Files
git.stella-ops.org/docs-archived/product-advisories/2025-12-21-moat-phase2/20-Dec-2025 - Moat Explanation - Exception management as auditable objects.md
2026-01-05 16:02:11 +02:00

16 KiB
Raw Blame History

Below are implementation-grade guidelines for Stella Ops Product Managers (PMs) and Development Managers (Eng Managers / Tech Leads) for two tightly coupled capabilities:

  1. Exception management as auditable objects (not suppression files)
  2. Audit packs (exportable, verifiable evidence bundles for releases and environments)

The intent is to make these capabilities:

  • operationally useful (reduce friction in CI/CD and runtime governance),
  • defensible in audits (tamper-evident, attributable, time-bounded), and
  • consistent with Stella Ops positioning around determinism, evidence, and replayability.

1. Shared objectives and boundaries

1.1 Objectives

These two capabilities must jointly enable:

  • Risk decisions are explicit: Every “ignore/suppress/waive” is a governed decision with an owner and expiry.
  • Decisions are replayable: If an auditor asks “why did you ship this on date X?”, Stella Ops can reproduce the decision using the same policy + evidence + knowledge snapshot.
  • Decisions are exportable and verifiable: Audit packs include the minimum necessary artifacts and a manifest that allows independent verification of integrity and completeness.
  • Operational friction is reduced: Teams can ship safely with controlled exceptions, rather than ad-hoc suppressions, while retaining accountability.

1.2 Out of scope (explicitly)

Avoid scope creep early. The following are out of scope for v1 unless mandated by a target customer:

  • Full GRC mapping to specific frameworks (you can support evidence; dont claim compliance).
  • Fully automated approvals based on HR org charts.
  • Multi-year archival systems (start with retention, export, and immutable event logs).
  • A “ticketing system replacement.” Integrate with ticketing; dont rebuild it.
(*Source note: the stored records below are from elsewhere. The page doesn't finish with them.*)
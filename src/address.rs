//! 20-byte account addresses used both for identities and registry contracts.

use std::fmt;
use std::str::FromStr;

use serde::{Deserialize, Serialize};
use thiserror::Error;

/// Length of an address in bytes.
pub const ADDRESS_LEN: usize = 20;

#[derive(Error, Debug, Clone, PartialEq, Eq)]
pub enum AddressError {
    #[error("address must be {expected} hex digits, got {actual}")]
    Length { expected: usize, actual: usize },
    #[error("invalid hex in address: {0}")]
    Hex(String),
}

/// An account address (`0x` + 40 hex digits).
///
/// Parsing is case-insensitive and the `0x` prefix is optional.
/// [`Display`](fmt::Display) always renders lowercase with the prefix.
#[derive(Clone, Copy, PartialEq, Eq, Hash, PartialOrd, Ord, Default, Serialize, Deserialize)]
#[serde(try_from = "String", into = "String")]
pub struct Address([u8; ADDRESS_LEN]);

impl Address {
    pub const ZERO: Address = Address([0u8; ADDRESS_LEN]);

    #[must_use]
    pub const fn new(bytes: [u8; ADDRESS_LEN]) -> Self {
        Self(bytes)
    }

    /// Address holding `n` big-endian in its low 8 bytes, zero elsewhere.
    ///
    /// Handy for fixtures: `Address::from_low_u64(0xAA)`.
    #[must_use]
    pub fn from_low_u64(n: u64) -> Self {
        let mut bytes = [0u8; ADDRESS_LEN];
        bytes[ADDRESS_LEN - 8..].copy_from_slice(&n.to_be_bytes());
        Self(bytes)
    }

    #[must_use]
    pub fn is_zero(&self) -> bool {
        self.0 == [0u8; ADDRESS_LEN]
    }

    #[must_use]
    pub fn as_bytes(&self) -> &[u8; ADDRESS_LEN] {
        &self.0
    }
}

impl FromStr for Address {
    type Err = AddressError;

    fn from_str(s: &str) -> Result<Self, Self::Err> {
        let digits = s
            .strip_prefix("0x")
            .or_else(|| s.strip_prefix("0X"))
            .unwrap_or(s);
        if digits.len() != ADDRESS_LEN * 2 {
            return Err(AddressError::Length {
                expected: ADDRESS_LEN * 2,
                actual: digits.len(),
            });
        }
        let mut bytes = [0u8; ADDRESS_LEN];
        hex::decode_to_slice(digits, &mut bytes).map_err(|e| AddressError::Hex(e.to_string()))?;
        Ok(Self(bytes))
    }
}

impl TryFrom<String> for Address {
    type Error = AddressError;

    fn try_from(value: String) -> Result<Self, Self::Error> {
        value.parse()
    }
}

impl From<Address> for String {
    fn from(value: Address) -> Self {
        value.to_string()
    }
}

impl From<[u8; ADDRESS_LEN]> for Address {
    fn from(bytes: [u8; ADDRESS_LEN]) -> Self {
        Self(bytes)
    }
}

impl fmt::Display for Address {
    fn fmt(&self, f: &mut fmt::Formatter<'_>) -> fmt::Result {
        write!(f, "0x{}", hex::encode(self.0))
    }
}

impl fmt::Debug for Address {
    fn fmt(&self, f: &mut fmt::Formatter<'_>) -> fmt::Result {
        write!(f, "Address({})", self)
    }
}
2. Shared design principles (non-negotiables)

These principles apply to both Exception Objects and Audit Packs:

  1. Attribution: every action has an authenticated actor identity (human or service), a timestamp, and a reason.

  2. Immutability of history: edits are new versions/events; never rewrite history in place.

  3. Least privilege scope: exceptions must be as narrow as possible (artifact digest over tag; component purl over “any”; environment constraints).

  4. Time-bounded risk: exceptions must expire. “Permanent ignore” is a governance smell.

  5. Deterministic evaluation: given the same policy + snapshot + exceptions + inputs, the outcome is stable and reproducible.

  6. Separation of concerns:

    • Exception store = governed decisions.
    • Scanner = evidence producer.
    • Policy engine = deterministic evaluator.
    • Audit packer = exporter/assembler/verifier.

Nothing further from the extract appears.